– Не уб-б-б-бивала она! – кричу изо всех сил.
Я выскакиваю наружу и бегу без оглядки, пока грудину не начинает жечь. Тошнота подступает к горлу. Останавливаюсь, оглядываясь по сторонам – не хватает ещё потеряться. Нет, всё в порядке, ноги привели куда надо.
Захожу в дом, громко хлопнув дверью, и обессиленная бреду в спальню.
– К-к-кто уб-б-бийца? – спрашиваю зеркало.
Оно молчит, чего и следовало ожидать. Понуро опустив плечи, хочу отойти, как вдруг замечаю изменения: волосы седеют, удлиняются, истончаются… Неужели воспоминания вновь приходят ко мне? Это мамочка. Она улыбается. Прижимаю руки к лицу, не веря увиденному. Глаза застилает пелена, через которую сменяются краски, возвращая меня в прошлое.
Детский голосок, зовущий мамочку и папочку. Подушка папочки и одеяло испачканы. Безрезультатно тормошу родителей. Тёплые и сильные руки оттаскивают меня. Неужели это убийца? Резко поворачиваю голову…
Картинка исчезает, как и мамочка из моего отражения. Неспроста это воспоминание пришло первым. Осталось немного, только повернуть голову, и тогда я смогу найти виновного. Приближаюсь к зеркалу, заглядывая в глаза – психолог права, осознание пришло ко мне на кладбище. На надгробной плите мамочки её фотография, но кажется, что это я, а не она.
Приступаю к обыску дома, прихватив ведро с водой и тряпку. Семейные фотографии пылятся в шкафу на первом этаже. Почему Григорий их не забрал? Беру новый альбом, который оказывается шкатулкой. Лёгкий щелчок – даже замка нет! Письма. Много писем. Почерк кажется знакомым… углубляюсь в чтение.
Голову нещадно сдавливает, перед глазами всё плывёт. Разжимаю пальцы, выпуская листок. В тот же момент воспоминания оживают, а я ощущаю тёплые, сильные руки, удерживающие меня.
– Отпусти! – кричу, выворачиваясь.
– Тише, милая. Я позабочусь о тебе, – говорит владелец рук.
Я оборачиваюсь, зная, кого увижу. Григорий.

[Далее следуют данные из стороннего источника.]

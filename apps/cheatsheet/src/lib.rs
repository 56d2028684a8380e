//! Cheat sheet generator: lecture material and topics in, a dense A4 study sheet out.
//!
//! Pipeline: [`prompt`] builds the model prompt, a [`llm_client::TextGenerator`] produces
//! box markup, [`boxes`] parses it and [`render`] lays it out as a PDF.

pub mod boxes;
pub mod config;
pub mod errors;
pub mod layout;
pub mod lecture;
pub mod llm_client;
pub mod pipeline;
pub mod prompt;
pub mod render;

pub use errors::AppError;
pub use pipeline::{generate, render_from_text, GenerationReport};
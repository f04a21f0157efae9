//! Float checks for values read from layout, option and state files.

use crate::RcError;

/// Reject NaN and infinities, naming the offending field.
pub fn require_finite(value: f64, what: &'static str) -> Result<f64, RcError> {
    match value.is_finite() {
        true => Ok(value),
        false => Err(RcError::NonFinite { what, value }),
    }
}

/// Check that a probability lies in [0, 1].
pub fn ensure_probability(p: f64, what: &'static str) -> Result<f64, RcError> {
    let p = require_finite(p, what)?;
    if (0.0..=1.0).contains(&p) {
        Ok(p)
    } else {
        Err(RcError::InvalidArg { what })
    }
}

/// `Some(v)` only when `v` is present and finite.
pub fn finite(v: Option<f64>) -> Option<f64> {
    v.filter(|x| x.is_finite())
}
//! Configuration request sent to the simulation service.

use rc_core::require_finite;
use serde::{Deserialize, Serialize};

use crate::error::{RemoteError, RemoteResult};

/// Operating point the service should evaluate.
///
/// Temperatures are in °C, as typed by the learner.
#[derive(Debug, Clone, PartialEq, Serialize, Deserialize)]
#[serde(rename_all = "camelCase")]
pub struct ConfigureRequest {
    pub refrigerant: String,
    #[serde(alias = "TEvap")]
    pub evaporation_temp: f64,
    #[serde(alias = "TCond")]
    pub condensation_temp: f64,
}

impl ConfigureRequest {
    pub fn new(refrigerant: impl Into<String>, evaporation_temp: f64, condensation_temp: f64) -> Self {
        Self {
            refrigerant: refrigerant.into(),
            evaporation_temp,
            condensation_temp,
        }
    }

    /// Check the request before anything is sent.
    pub fn validate(&self) -> RemoteResult<()> {
        if self.refrigerant.trim().is_empty() {
            return Err(RemoteError::InvalidRequest {
                what: "refrigerant must be named",
            });
        }
        let invalid_number = |_| RemoteError::InvalidRequest {
            what: "temperatures must be valid numbers",
        };
        require_finite(self.evaporation_temp, "evaporation temperature").map_err(invalid_number)?;
        require_finite(self.condensation_temp, "condensation temperature").map_err(invalid_number)?;
        if self.evaporation_temp >= self.condensation_temp {
            return Err(RemoteError::InvalidRequest {
                what: "evaporation temperature must be below condensation temperature",
            });
        }
        Ok(())
    }
}

#[cfg(test)]
mod tests {
    use super::*;

    #[test]
    fn valid_request() {
        assert!(ConfigureRequest::new("R134a", -10.0, 40.0).validate().is_ok());
    }

    #[test]
    fn rejects_nan_and_infinite() {
        let err = ConfigureRequest::new("R134a", f64::NAN, 40.0)
            .validate()
            .unwrap_err();
        assert_eq!(
            err,
            RemoteError::InvalidRequest {
                what: "temperatures must be valid numbers"
            }
        );
        assert!(
            ConfigureRequest::new("R134a", -10.0, f64::INFINITY)
                .validate()
                .is_err()
        );
    }

    #[test]
    fn evaporation_must_be_strictly_lower() {
        assert!(ConfigureRequest::new("R134a", 40.0, 40.0).validate().is_err());
        assert!(ConfigureRequest::new("R134a", 45.0, 40.0).validate().is_err());
    }

    #[test]
    fn refrigerant_required() {
        assert!(ConfigureRequest::new("  ", -10.0, 40.0).validate().is_err());
    }

    #[test]
    fn wire_names() {
        let json = serde_json::to_value(ConfigureRequest::new("R410A", -5.0, 35.0)).unwrap();
        assert_eq!(json["refrigerant"], "R410A");
        assert_eq!(json["evaporationTemp"], -5.0);
        assert_eq!(json["condensationTemp"], 35.0);

        let legacy: ConfigureRequest =
            serde_json::from_str(r#"{"refrigerant":"R22","TEvap":-15,"TCond":30}"#).unwrap();
        assert_eq!(legacy, ConfigureRequest::new("R22", -15.0, 30.0));
    }
}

Открываю глаза, прекращая нахлынувший поток картинок. Всё складывается. Дядя любит мамочку, поэтому ему так не хочется говорить о ней, поэтому столько лжи по поводу их смерти. Эти письма – признания в любви и мольбы оставить отца. Я уверена, это Григорий убил папочку. А мамочка… мамочка была больна. Сердце не выдержало такого предательства. Убийство не сойдёт ему с рук!
Вечерний разговор выходит скомканным, прикрываюсь усталостью. Григорий прилетит уже завтра – как вовремя, ведь с утра я планирую сходить в полицию.
Я потратила полдня, а по итогу так ничего и не добилась. Окоченение наступает через три часа после смерти, то есть родители скончались в начале ночи. Григорий действительно нашёл меня утром, но в момент убийства ехал на автобусе. Кроме чеков есть запись с камер наружного наблюдения. Над письмами и вовсе посмеялись: «Их развлечения нас не касаются».
– Дело закрыто по истечении срока давности преступления! – сказали мне полицейские и выпроводили за дверь.
Замечательно, убийца не найден, о родителях почти ничего, кроме дня смерти, я так и не помню, зато Григорий не виновен. Приходится поспешить, ведь ещё предстоит вернуться в Новосибирск.
Пакую вещи в дорогу, мне не хочется расставаться ни на день с домом, вряд ли Григорий захочет ехать в ночь. В рюкзак кладу фотоальбом и беру с прикроватной тумбы деревянного котёнка. Раздаются удары во входную дверь. Я никого не жду… Игрушку ставлю обратно и спускаюсь.
Через глазок вижу, что по ту сторону стоит служительница из церкви.
– Ч-что вам н-надо?
– Господи прости, мать юродивая была и дочка туда же. Велено было – уезжай и молись о прощении.